Cincuenta años de oficio como suplementero cumplió este 2019 Isaac Fierro Fierro, el hombre que desde 1969 provee la tirada de diarios de circulación nacional y local a los lectores de Nueva Imperial.

De canillita a suplementero

“Don Lalo”- como le denominan sus conocidos- llegó a la ciudad a fines de la década de los sesenta y con tan solo 11 años empezó a colaborar en el quiosco de su abuelo con la abnegada tarea de distribución de ejemplares. “Mi abuelo era canillita, él me enseñó este oficio y de ahí empezamos a trabajar firmes por las polvorientas calles de Nueva Imperial, porque había un 10% de pavimento, el resto era puro ripio”, rememora.

Fierro asegura que los primeros vendedores de diarios recibieron ese título, pues el canillita andaba a ‘patitas peladas’. “Uno se arremangaba el pantalón para no ensuciarlo y mostraba la canilla. El pantalón no se ensuciaba, pero quedaba con los piececitos llenos de barro y todos decían ‘ahí va el canillita’”, comenta.

Pasión

Para que el público pudiera tener en sus manos las principales noticias del mundo, el país y la Región, Isaac Fierro, usaba el primer recorrido de buses del escaso transporte público vigente en la época.  Pero también combinaba esa gestión con el tren que por las tardes traía más ediciones.

En 1982 instaló un quiosco y lo bautizó “El Araucano” que actualmente se ubica en el corazón de Nueva Imperial.  “A partir del año 1979 nos empezaron a llamar suplementeros y con el paso del tiempo las autoridades nos autorizaron para vender confites, helados, revistas y todo.  Todo eso complementa el quiosco”, dice don Lalo.

Gajes del oficio

Y en medio siglo de historia hay un cúmulo de anécdotas que el suplementero conserva en su corazón.  En lo estrictamente laboral recuerda que, durante el Plebiscito nacional de 1988, donde la sociedad chilena debía elegir por el “SÍ” y el “NO” a Pinochet, logró vender 1.450 de los 1.500 diarios que solicitó.

Al año siguiente se repitió el éxito en la comercialización de diarios, aunque en menor medida, tras la elección del Presidente Patricio Aylwin. “En esa oportunidad vendí 850 diarios, hubo un bajón, porque había un poco más de comunicación. Durante el SÍ y el NO, no había mucha comunicación, solo radio y televisión”, señala.

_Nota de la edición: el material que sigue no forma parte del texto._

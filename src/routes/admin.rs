use crate::{AppState, handlers};
use axum::{
    Router,
    routing::{delete, post},
};

/// Admin Router Module
///
/// Destructive and stock-increasing operations. `create_router` wraps this router in the
/// admin route layer; the handlers additionally take the `AdminUser` extractor, so a
/// non-admin identity gets 403 and an unauthenticated one 401.
pub fn admin_routes() -> Router<AppState> {
    Router::new()
        // DELETE /api/sweets/{id}
        // Shares its path with the authenticated PUT; the method routers are merged.
        .route("/api/sweets/{id}", delete(handlers::delete_sweet))
        // POST /api/sweets/{id}/restock
        // Atomic increment with no upper bound.
        .route("/api/sweets/{id}/restock", post(handlers::restock_sweet))
}
use crate::{
    AppState,
    auth::{AdminUser, AuthUser},
    error::{AppError, ErrorResponse, INCORRECT_LOGIN},
    models::{
        LoginForm, RegisterUserRequest, StockChangeRequest, Sweet, SweetPayload, SweetSearch,
        TokenResponse, UserOut, UserProfile,
    },
    password,
};
use axum::{
    Form, Json,
    extract::{
        Path, Query, State,
        rejection::{FormRejection, JsonRejection, PathRejection, QueryRejection},
    },
    http::StatusCode,
};
use serde::{Deserialize, Serialize};

// Extractor results are taken as `Result` so malformed input surfaces as a
// `validation` error instead of axum's plain-text rejection.
type JsonInput<T> = Result<Json<T>, JsonRejection>;
type PathId = Result<Path<i64>, PathRejection>;

/// Welcome
///
/// Body of the root endpoint.
#[derive(Debug, Serialize, Deserialize, utoipa::ToSchema)]
pub struct Welcome {
    pub message: String,
}

/// Runs CPU-bound password work off the async executor.
async fn blocking<T, F>(work: F) -> Result<T, AppError>
where
    F: FnOnce() -> T + Send + 'static,
    T: Send + 'static,
{
    tokio::task::spawn_blocking(work)
        .await
        .map_err(|e| AppError::Internal(format!("password task failed: {e}")))
}

// --- Handlers ---

/// root
///
/// [Public Route] Service banner.
#[utoipa::path(
    get,
    path = "/",
    responses((status = 200, description = "Welcome message", body = Welcome))
)]
pub async fn root() -> Json<Welcome> {
    Json(Welcome {
        message: "Welcome to the Sweet Shop API!".to_string(),
    })
}

/// register_user
///
/// [Public Route] Creates a regular (non-admin) account.
///
/// *Flow*: reject if the email is already registered, otherwise hash the password and store
/// the record. A registration racing past the pre-check still fails with `Conflict` through
/// the store's uniqueness guarantee, and the original record is never touched.
#[utoipa::path(
    post,
    path = "/api/auth/register",
    request_body = RegisterUserRequest,
    responses(
        (status = 200, description = "Registered", body = UserOut),
        (status = 409, description = "Email already registered", body = ErrorResponse),
        (status = 422, description = "Invalid input", body = ErrorResponse)
    )
)]
pub async fn register_user(
    State(state): State<AppState>,
    payload: JsonInput<RegisterUserRequest>,
) -> Result<Json<UserOut>, AppError> {
    let Json(payload) = payload?;
    payload.validate()?;
    let RegisterUserRequest {
        email,
        password: plaintext,
    } = payload;

    if state.repo.find_user_by_email(&email).await?.is_some() {
        return Err(AppError::Conflict("Email already registered".to_string()));
    }

    let hashed = blocking(move || password::hash_password(&plaintext)).await??;
    let user = state.repo.create_user(&email, &hashed, false).await?;

    tracing::info!(user_id = user.id, "user registered");
    Ok(Json(UserOut::from(user)))
}

/// login
///
/// [Public Route] Exchanges form-encoded credentials for a bearer token.
///
/// An unknown email and a wrong password produce the identical `Unauthenticated` error, and
/// both pay for one Argon2 verification.
#[utoipa::path(
    post,
    path = "/api/auth/login",
    request_body(content = LoginForm, content_type = "application/x-www-form-urlencoded"),
    responses(
        (status = 200, description = "Token issued", body = TokenResponse),
        (status = 401, description = "Incorrect email or password", body = ErrorResponse)
    )
)]
pub async fn login(
    State(state): State<AppState>,
    form: Result<Form<LoginForm>, FormRejection>,
) -> Result<Json<TokenResponse>, AppError> {
    let Form(form) = form?;

    let user = state.repo.find_user_by_email(&form.username).await?;
    let stored_hash = user.as_ref().map(|user| user.hashed_password.clone());
    let verified =
        blocking(move || password::verify_login(&form.password, stored_hash.as_deref())).await?;

    let Some(user) = user.filter(|_| verified) else {
        tracing::warn!("login rejected");
        return Err(AppError::Unauthenticated(INCORRECT_LOGIN.to_string()));
    };

    let token = state.tokens.issue(&user.email)?;
    tracing::info!(user_id = user.id, "token issued");
    Ok(Json(TokenResponse::bearer(token)))
}

/// get_me
///
/// [Authenticated Route] The identity the presented token resolves to.
#[utoipa::path(
    get,
    path = "/api/auth/me",
    security(("bearer_auth" = [])),
    responses(
        (status = 200, description = "Profile", body = UserProfile),
        (status = 401, description = "Unauthenticated", body = ErrorResponse)
    )
)]
pub async fn get_me(user: AuthUser) -> Json<UserProfile> {
    Json(UserProfile {
        id: user.id,
        email: user.email,
        is_admin: user.is_admin,
    })
}

/// list_sweets
///
/// [Authenticated Route] Every catalog item, ordered by id, without filtering.
#[utoipa::path(
    get,
    path = "/api/sweets",
    security(("bearer_auth" = [])),
    responses((status = 200, description = "All sweets", body = [Sweet]))
)]
pub async fn list_sweets(
    _user: AuthUser,
    State(state): State<AppState>,
) -> Result<Json<Vec<Sweet>>, AppError> {
    Ok(Json(state.repo.list_sweets().await?))
}

/// search_sweets
///
/// [Authenticated Route] Conjunctive search over name, category and a price range.
#[utoipa::path(
    get,
    path = "/api/sweets/search",
    params(SweetSearch),
    security(("bearer_auth" = [])),
    responses(
        (status = 200, description = "Matching sweets", body = [Sweet]),
        (status = 422, description = "Non-numeric price bound", body = ErrorResponse)
    )
)]
pub async fn search_sweets(
    _user: AuthUser,
    State(state): State<AppState>,
    filter: Result<Query<SweetSearch>, QueryRejection>,
) -> Result<Json<Vec<Sweet>>, AppError> {
    let Query(filter) = filter?;
    Ok(Json(state.repo.search_sweets(&filter).await?))
}

/// create_sweet
///
/// [Authenticated Route] Adds a catalog item; the store assigns its id.
#[utoipa::path(
    post,
    path = "/api/sweets",
    request_body = SweetPayload,
    security(("bearer_auth" = [])),
    responses(
        (status = 201, description = "Created", body = Sweet),
        (status = 422, description = "Invalid input", body = ErrorResponse)
    )
)]
pub async fn create_sweet(
    _user: AuthUser,
    State(state): State<AppState>,
    payload: JsonInput<SweetPayload>,
) -> Result<(StatusCode, Json<Sweet>), AppError> {
    let Json(payload) = payload?;
    payload.validate()?;

    let sweet = state.repo.create_sweet(&payload).await?;
    tracing::info!(sweet_id = sweet.id, "sweet created");
    Ok((StatusCode::CREATED, Json(sweet)))
}

/// update_sweet
///
/// [Authenticated Route] Full replace of a sweet's mutable fields.
#[utoipa::path(
    put,
    path = "/api/sweets/{id}",
    params(("id" = i64, Path, description = "Sweet ID")),
    request_body = SweetPayload,
    security(("bearer_auth" = [])),
    responses(
        (status = 200, description = "Updated", body = Sweet),
        (status = 404, description = "Not Found", body = ErrorResponse)
    )
)]
pub async fn update_sweet(
    _user: AuthUser,
    State(state): State<AppState>,
    id: PathId,
    payload: JsonInput<SweetPayload>,
) -> Result<Json<Sweet>, AppError> {
    let Path(id) = id?;
    let Json(payload) = payload?;
    payload.validate()?;

    Ok(Json(state.repo.update_sweet(id, &payload).await?))
}

/// delete_sweet
///
/// [Admin Route] Removes a sweet from the catalog.
#[utoipa::path(
    delete,
    path = "/api/sweets/{id}",
    params(("id" = i64, Path, description = "Sweet ID")),
    security(("bearer_auth" = [])),
    responses(
        (status = 204, description = "Deleted"),
        (status = 403, description = "Not an admin", body = ErrorResponse),
        (status = 404, description = "Not Found", body = ErrorResponse)
    )
)]
pub async fn delete_sweet(
    AdminUser(admin): AdminUser,
    State(state): State<AppState>,
    id: PathId,
) -> Result<StatusCode, AppError> {
    let Path(id) = id?;
    state.repo.delete_sweet(id).await?;

    tracing::info!(sweet_id = id, admin_id = admin.id, "sweet deleted");
    Ok(StatusCode::NO_CONTENT)
}

/// purchase_sweet
///
/// [Authenticated Route] Takes `amount` units out of stock.
///
/// The check and the decrement are one atomic store operation: a purchase that would drive
/// the quantity negative fails with `InsufficientStock` and changes nothing.
#[utoipa::path(
    post,
    path = "/api/sweets/{id}/purchase",
    params(("id" = i64, Path, description = "Sweet ID")),
    request_body = StockChangeRequest,
    security(("bearer_auth" = [])),
    responses(
        (status = 200, description = "Purchased", body = Sweet),
        (status = 400, description = "Insufficient stock", body = ErrorResponse),
        (status = 404, description = "Not Found", body = ErrorResponse)
    )
)]
pub async fn purchase_sweet(
    user: AuthUser,
    State(state): State<AppState>,
    id: PathId,
    payload: JsonInput<StockChangeRequest>,
) -> Result<Json<Sweet>, AppError> {
    let Path(id) = id?;
    let Json(StockChangeRequest { amount }) = payload?;

    let sweet = state.repo.purchase_sweet(id, amount).await?;
    tracing::info!(
        sweet_id = id,
        user_id = user.id,
        amount,
        remaining = sweet.quantity,
        "sweet purchased"
    );
    Ok(Json(sweet))
}

/// restock_sweet
///
/// [Admin Route] Adds `amount` units to stock.
#[utoipa::path(
    post,
    path = "/api/sweets/{id}/restock",
    params(("id" = i64, Path, description = "Sweet ID")),
    request_body = StockChangeRequest,
    security(("bearer_auth" = [])),
    responses(
        (status = 200, description = "Restocked", body = Sweet),
        (status = 403, description = "Not an admin", body = ErrorResponse),
        (status = 404, description = "Not Found", body = ErrorResponse)
    )
)]
pub async fn restock_sweet(
    AdminUser(admin): AdminUser,
    State(state): State<AppState>,
    id: PathId,
    payload: JsonInput<StockChangeRequest>,
) -> Result<Json<Sweet>, AppError> {
    let Path(id) = id?;
    let Json(StockChangeRequest { amount }) = payload?;

    let sweet = state.repo.restock_sweet(id, amount).await?;
    tracing::info!(
        sweet_id = id,
        admin_id = admin.id,
        amount,
        quantity = sweet.quantity,
        "sweet restocked"
    );
    Ok(Json(sweet))
}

Sin embargo, no todo ha sido bienaventuranzas en la vida de don Lalo, ya que su trabajo también le ha dejado costos personales. “Perdí mi primer matrimonio por ser demasiado trabajólico. Antes se vendía mucho el diario por la falta de comunicación y pasaba más tiempo en eso que en la casa”, asegura.  De todas maneras, sus cuatro hijas y los nietos han compensado esa y otras aflicciones.

Satisfacción

“Yo vibro en la calle con los diarios y salgo a repartirlos con viento y lluvia. Usted me va a ver los inviernos salir a distribuir con mi manta, siempre al pie del cañón.  Los diarios están primero, después yo”, asegura Fierro.

De hecho, es el único suplementero de Nueva Imperial y de la Costa que religiosamente entrega los ejemplares a domicilio.  Así lo hace cada martes con la distribución particular de El Informador.

Don Lalo también es uno de los cuatro suplementeros de la provincia de Cautín que este año celebran sus “bodas de oro” con este rubro.  “Gracias a mi trabajo conozco mi Chile desde Arica a Punta Arenas y a una enorme cantidad de personas. Estoy orgulloso de mi trabajo, han sido días malos y buenos, pero agradezco a mi público que me hace estar vivo de lunes a lunes”, concluye.